Canada camcording confounds
With no laws in place, Fox threatens to delay releases20th Century Fox is threatening to delay the theatrical release of its movies in Canada in a bid to stamp out illegal camcording of its product in Montreal cinemas and elsewhere.
"Canada has become a hotbed for film piracy. It's a serious problem," Bruce Snyder, president of domestic distribution at Fox, said Tuesday.
As a remedy, Snyder said Fox is considering withholding its movies from cinemas in which a camcorder has been used to produce pirated DVDs.
Failing that, Fox will delay the release of its movies in Canadian cinemas to stop the theft of its product by increasingly emboldened movie pirates.
"If taking cinemas out of the system doesn't work, we'll move Canada back a couple weeks and no longer do day-and-date releases for our movies," Snyder said.
Ellis Jacob, CEO of Toronto-based Cineplex Entertainment, the country's largest cinema chain, sympathizes with Snyder. He recognizes that Montreal in particular has become a major center for "cammers," or illegal operators of camcorders in cinemas, after the practice was made a criminal offense in the U.S.
But Jacob said that Canadian cinemagoers will be hardest hit if Fox and other major studios staggered theatrical releases in North America.
"At the end of the day, we have the advantage of seeing movies on a day-and-date basis. What we will be doing is taking that benefit away from our consumers and making us a third-world country," he warned.
Canadian exhibitors are caught in a bind because Canadian laws do not allow for the arrest or prosecution of moviegoers with camcorders. What's more, the major studios have watermark technology that can determine which theater was used to digitally capture movies for pirated DVDs.
Montreal is seen as a preferred city to capture movies in cinemas as Hollywood films are screened in both English and French. The day-and-date release pattern means pirates are able to get a jump on satisfying demand for bootleg DVDs in Europe.
Snyder made his frustrations clear to Jacob in a Nov. 30 letter in which he urged Cineplex Entertainment and other Canadian exhibitors to end illegal camcording in their cinemas, or else.
"Look, this is their primary business. Any interruption in the flow of product to their theaters has to be alarming. But we're asking our partners to protect our content. They're the first line of defense to thwart the pirates," Snyder said.
Douglas Frith, head of the Canadian Motion Pictures Distributors Assn., which represents the interests of major Hollywood studios in Canada, said that Fox's wrath underlined growing anger among studio executives over lax Canadian laws governing movie piracy and copyright protections.
"We share the frustration. We're working in a legislative and enforcement vacuum, and certainly a prosecution vacuum at every level in this country," Frith said of fruitless efforts so far to make camcording in cinemas a criminal offense in Canada.
In addition to working for stronger laws, the CMPDA has trained cinema employees to spot illegal camcorders.

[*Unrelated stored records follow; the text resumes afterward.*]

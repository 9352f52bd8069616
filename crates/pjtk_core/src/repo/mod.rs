//! Repository contracts and their SQLite implementations.
//!
//! # Responsibility
//! - Define use-case oriented data access traits.
//! - Keep SQL details behind the core persistence boundary.
//! - Run multi-row invariants (families, report currency, milestone
//!   completion) inside immediate transactions.
//!
//! # Invariants
//! - Read paths reject invalid persisted state instead of masking it.
//! - Repository APIs return semantic errors (`NotFound`, `Conflict`) in
//!   addition to transport errors.

use crate::db::DbError;
use crate::model::project::ProjectValidationError;
use chrono::NaiveDate;
use rusqlite::{Connection, ErrorCode};
use std::error::Error;
use std::fmt::{Display, Formatter};
use std::ops::Deref;
use uuid::Uuid;

pub mod family_repo;
pub mod filter;
pub mod lookup_repo;
pub mod milestone_repo;
pub mod notice_repo;
pub mod point_repo;
pub mod project_repo;
pub mod report_repo;
pub mod user_repo;

pub type RepoResult<T> = Result<T, RepoError>;

/// Repository error shared by every table family.
#[derive(Debug)]
pub enum RepoError {
    Validation(ProjectValidationError),
    Db(DbError),
    NotFound(String),
    /// A uniqueness rule would be broken.
    Conflict(String),
    InvalidData(String),
}

impl Display for RepoError {
    fn fmt(&self, f: &mut Formatter<'_>) -> std::fmt::Result {
        match self {
            Self::Validation(err) => write!(f, "{err}"),
            Self::Db(err) => write!(f, "{err}"),
            Self::NotFound(what) => write!(f, "not found: {what}"),
            Self::Conflict(what) => write!(f, "conflict: {what}"),
            Self::InvalidData(message) => write!(f, "invalid persisted data: {message}"),
        }
    }
}

impl Error for RepoError {
    fn source(&self) -> Option<&(dyn Error + 'static)> {
        match self {
            Self::Validation(err) => Some(err),
            Self::Db(err) => Some(err),
            Self::NotFound(_) | Self::Conflict(_) | Self::InvalidData(_) => None,
        }
    }
}

impl From<ProjectValidationError> for RepoError {
    fn from(value: ProjectValidationError) -> Self {
        Self::Validation(value)
    }
}

impl From<DbError> for RepoError {
    fn from(value: DbError) -> Self {
        Self::Db(value)
    }
}

impl From<rusqlite::Error> for RepoError {
    fn from(value: rusqlite::Error) -> Self {
        Self::Db(DbError::Sqlite(value))
    }
}

const NESTED_SAVEPOINT: &str = "pjtk_nested";

/// An immediate write transaction, or a savepoint when one is already open.
///
/// Dropping the scope without `commit` rolls its writes back, so repository
/// writes issued inside an outer unit of work commit or fail with it.
pub(crate) struct WriteScope<'conn> {
    conn: &'conn Connection,
    nested: bool,
    done: bool,
}

impl<'conn> WriteScope<'conn> {
    pub(crate) fn begin(conn: &'conn Connection) -> rusqlite::Result<Self> {
        let nested = !conn.is_autocommit();
        if nested {
            conn.execute_batch(&format!("SAVEPOINT {NESTED_SAVEPOINT};"))?;
        } else {
            conn.execute_batch("BEGIN IMMEDIATE;")?;
        }
        Ok(Self {
            conn,
            nested,
            done: false,
        })
    }

    pub(crate) fn commit(mut self) -> rusqlite::Result<()> {
        self.done = true;
        if self.nested {
            self.conn
                .execute_batch(&format!("RELEASE {NESTED_SAVEPOINT};"))
        } else {
            self.conn.execute_batch("COMMIT;")
        }
    }
}

impl Deref for WriteScope<'_> {
    type Target = Connection;

    fn deref(&self) -> &Connection {
        self.conn
    }
}

impl Drop for WriteScope<'_> {
    fn drop(&mut self) {
        if self.done {
            return;
        }
        let undo = if self.nested {
            format!("ROLLBACK TO {NESTED_SAVEPOINT}; RELEASE {NESTED_SAVEPOINT};")
        } else {
            "ROLLBACK;".to_string()
        };
        if let Err(err) = self.conn.execute_batch(&undo) {
            log::warn!("event=write_rollback module=repo status=error error={err}");
        }
    }
}

/// Runs `work` as one unit: every repository write inside commits together
/// or not at all.
pub(crate) fn atomically<T, E>(
    conn: &Connection,
    work: impl FnOnce() -> Result<T, E>,
) -> Result<T, E>
where
    E: From<RepoError>,
{
    let scope = WriteScope::begin(conn).map_err(RepoError::from)?;
    let value = work()?;
    scope.commit().map_err(RepoError::from)?;
    Ok(value)
}

/// Current wall-clock time as Unix epoch milliseconds.
pub fn now_millis() -> i64 {
    chrono::Utc::now().timestamp_millis()
}

pub(crate) fn bool_to_int(value: bool) -> i64 {
    if value {
        1
    } else {
        0
    }
}

pub(crate) fn int_to_bool(value: i64, column: &str) -> RepoResult<bool> {
    match value {
        0 => Ok(false),
        1 => Ok(true),
        other => Err(RepoError::InvalidData(format!(
            "invalid boolean `{other}` in {column}"
        ))),
    }
}

pub(crate) fn parse_uuid(value: &str, column: &str) -> RepoResult<Uuid> {
    Uuid::parse_str(value)
        .map_err(|_| RepoError::InvalidData(format!("invalid uuid `{value}` in {column}")))
}

pub(crate) fn date_to_db(value: NaiveDate) -> String {
    value.format("%Y-%m-%d").to_string()
}

pub(crate) fn parse_date(value: &str, column: &str) -> RepoResult<NaiveDate> {
    NaiveDate::parse_from_str(value, "%Y-%m-%d")
        .map_err(|_| RepoError::InvalidData(format!("invalid date `{value}` in {column}")))
}

pub(crate) fn is_unique_violation(err: &rusqlite::Error) -> bool {
    matches!(
        err,
        rusqlite::Error::SqliteFailure(inner, _)
            if inner.code == ErrorCode::ConstraintViolation
                && (inner.extended_code == rusqlite::ffi::SQLITE_CONSTRAINT_UNIQUE
                    || inner.extended_code == rusqlite::ffi::SQLITE_CONSTRAINT_PRIMARYKEY)
    )
}

#[cfg(test)]
mod tests {
    use super::*;

    fn counted(conn: &Connection) -> i64 {
        conn.query_row("SELECT COUNT(*) FROM t;", [], |row| row.get(0))
            .unwrap()
    }

    #[test]
    fn nested_scope_joins_the_outer_unit() {
        let conn = Connection::open_in_memory().unwrap();
        conn.execute_batch("CREATE TABLE t (v INTEGER);").unwrap();

        let result: Result<(), RepoError> = atomically(&conn, || {
            let inner = WriteScope::begin(&conn)?;
            inner.execute("INSERT INTO t VALUES (1);", [])?;
            inner.commit()?;
            Err(RepoError::NotFound("later step".to_string()))
        });
        assert!(result.is_err());
        assert_eq!(counted(&conn), 0);
        assert!(conn.is_autocommit());

        {
            let dropped = WriteScope::begin(&conn).unwrap();
            dropped.execute("INSERT INTO t VALUES (2);", []).unwrap();
        }
        assert_eq!(counted(&conn), 0);

        atomically(&conn, || -> RepoResult<()> {
            let inner = WriteScope::begin(&conn)?;
            inner.execute("INSERT INTO t VALUES (3);", [])?;
            inner.commit()?;
            Ok(())
        })
        .unwrap();
        assert_eq!(counted(&conn), 1);
    }
}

Cineplex Entertainment's Jacob added that cinemagoers are cautioned against camcording with cinema posters and screen ads.
But despite those efforts, local police are not responding to calls from cinema operators when pirate camera operators are spotted and detained.

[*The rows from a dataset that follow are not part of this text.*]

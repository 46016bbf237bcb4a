pub mod constants;
pub mod helpers;
pub mod app_config;

pub use constants::*;
pub use helpers::*;
pub use app_config::{AppConfig, ObjectStoreConfig};
/// Application configuration management
/// Stores settings in ~/.config/shopdir-backup/config.toml, with
/// environment variables (and a .env file) taking precedence

use anyhow::{anyhow, Context, Result};
use serde::{Deserialize, Serialize};
use std::fs;
use std::path::{Path, PathBuf};

use crate::utils::{is_dir_writable, DEFAULT_TRANSFER_CONCURRENCY};

#[derive(Debug, Clone, Serialize, Deserialize)]
#[serde(default)]
pub struct AppConfig {
    /// JSON file holding the shop records
    pub data_file: PathBuf,
    /// Root of the static assets that local image references point into
    pub static_dir: PathBuf,
    /// Parent directory for per-invocation scratch directories
    pub scratch_dir: PathBuf,
    /// Concurrent asset fetches/uploads per backup or restore
    pub transfer_concurrency: usize,
    pub object_store: ObjectStoreConfig,
}

#[derive(Debug, Clone, Serialize, Deserialize, PartialEq)]
#[serde(tag = "kind", rename_all = "lowercase")]
pub enum ObjectStoreConfig {
    /// Remote store issuing signed upload targets over HTTP
    Http { base_url: String },
    /// Directory on the local filesystem
    Local { root: PathBuf },
}

impl Default for AppConfig {
    fn default() -> Self {
        Self {
            data_file: PathBuf::from("data/shops.json"),
            static_dir: PathBuf::from("public"),
            scratch_dir: std::env::temp_dir().join("shopdir-backup"),
            transfer_concurrency: DEFAULT_TRANSFER_CONCURRENCY,
            object_store: ObjectStoreConfig::Local {
                root: PathBuf::from("data/objects"),
            },
        }
    }
}

impl AppConfig {
    /// Get config file path
    pub fn config_path() -> Result<PathBuf> {
        let config_dir = dirs::config_dir()
            .context("Failed to get config directory")?
            .join("shopdir-backup");

        Ok(config_dir.join("config.toml"))
    }

    /// Load configuration from the default location, then apply env overrides
    pub fn load() -> Result<Self> {
        let path = Self::config_path()?;
        Self::load_from(&path)
    }

    /// Load configuration from a specific file, then apply env overrides.
    /// A missing file yields the defaults.
    pub fn load_from(path: &Path) -> Result<Self> {
        let mut config = if path.exists() {
            let contents = fs::read_to_string(path)
                .with_context(|| format!("Failed to read config file {}", path.display()))?;

            toml::from_str(&contents).context("Failed to parse config file")?
        } else {
            Self::default()
        };

        config.apply_overrides(|key| std::env::var(key).ok())?;
        Ok(config)
    }

    /// Save configuration to file
    pub fn save_to(&self, path: &Path) -> Result<()> {
        if let Some(parent) = path.parent() {
            fs::create_dir_all(parent).context("Failed to create config directory")?;
        }

        let contents = toml::to_string_pretty(self).context("Failed to serialize config")?;
        fs::write(path, contents).context("Failed to write config file")?;

        Ok(())
    }

    /// Apply SHOPDIR_* overrides from the given lookup (the process env in practice)
    pub fn apply_overrides<F>(&mut self, lookup: F) -> Result<()>
    where
        F: Fn(&str) -> Option<String>,
    {
        if let Some(v) = lookup("SHOPDIR_DATA_FILE") {
            self.data_file = PathBuf::from(v);
        }
        if let Some(v) = lookup("SHOPDIR_STATIC_DIR") {
            self.static_dir = PathBuf::from(v);
        }
        if let Some(v) = lookup("SHOPDIR_SCRATCH_DIR") {
            self.scratch_dir = PathBuf::from(v);
        }
        if let Some(v) = lookup("SHOPDIR_FETCH_CONCURRENCY") {
            self.transfer_concurrency = v
                .trim()
                .parse()
                .with_context(|| format!("SHOPDIR_FETCH_CONCURRENCY is not a number: {}", v))?;
        }

        // A URL wins over a directory when both are set
        if let Some(v) = lookup("SHOPDIR_OBJECT_STORE_DIR") {
            self.object_store = ObjectStoreConfig::Local { root: PathBuf::from(v) };
        }
        if let Some(v) = lookup("SHOPDIR_OBJECT_STORE_URL") {
            self.object_store = ObjectStoreConfig::Http { base_url: v };
        }

        Ok(())
    }

    /// Validate configuration
    pub fn validate(&self) -> Vec<String> {
        let mut errors = Vec::new();

        if self.transfer_concurrency == 0 {
            errors.push("transfer_concurrency must be at least 1".to_string());
        }

        if let ObjectStoreConfig::Http { base_url } = &self.object_store {
            if !(base_url.starts_with("http://") || base_url.starts_with("https://")) {
                errors.push(format!("Invalid object store URL: {}", base_url));
            }
        }

        if !self.static_dir.is_dir() {
            errors.push(format!(
                "Static assets directory not found: {}",
                self.static_dir.display()
            ));
        }

        if self.scratch_dir.is_dir() && !is_dir_writable(&self.scratch_dir) {
            errors.push(format!(
                "Scratch directory is not writable: {}",
                self.scratch_dir.display()
            ));
        }

        errors
    }

    /// Reject configurations the engine cannot run with.
    /// A missing static dir only degrades local image fetches, so it passes.
    pub fn ensure_valid(&self) -> Result<()> {
        if self.transfer_concurrency == 0 {
            return Err(anyhow!("transfer_concurrency must be at least 1"));
        }

        if let ObjectStoreConfig::Http { base_url } = &self.object_store {
            if !(base_url.starts_with("http://") || base_url.starts_with("https://")) {
                return Err(anyhow!("Invalid object store URL: {}", base_url));
            }
        }

        Ok(())
    }
}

"We're doing the surveillance. We have them (camcorder operators) in our crosshairs. But we require a police force to enforce the law, which is why we are pressing so hard to get camcording made a criminal offense," Frith said.
The illegal camcorder operators also are professional, using peephole cameras to capture movie content and occasionally employing satellite receivers to upload premiering movies within minutes of leaving the theater to organized crime labs that can have pirated DVDs on sale within hours.
Fox's Snyder insists it's for others to pressure the Canadian government to criminalize the use of camcorders in cinemas.
He insists Fox will do what it can do to control a growing problem for its product released in Canada.
"We have sent people up there to try to train the exhibitors on what to look for. But the local law enforcement has no authority. When a theater finds someone with a camcorder, they just come back the next day," Snyder said.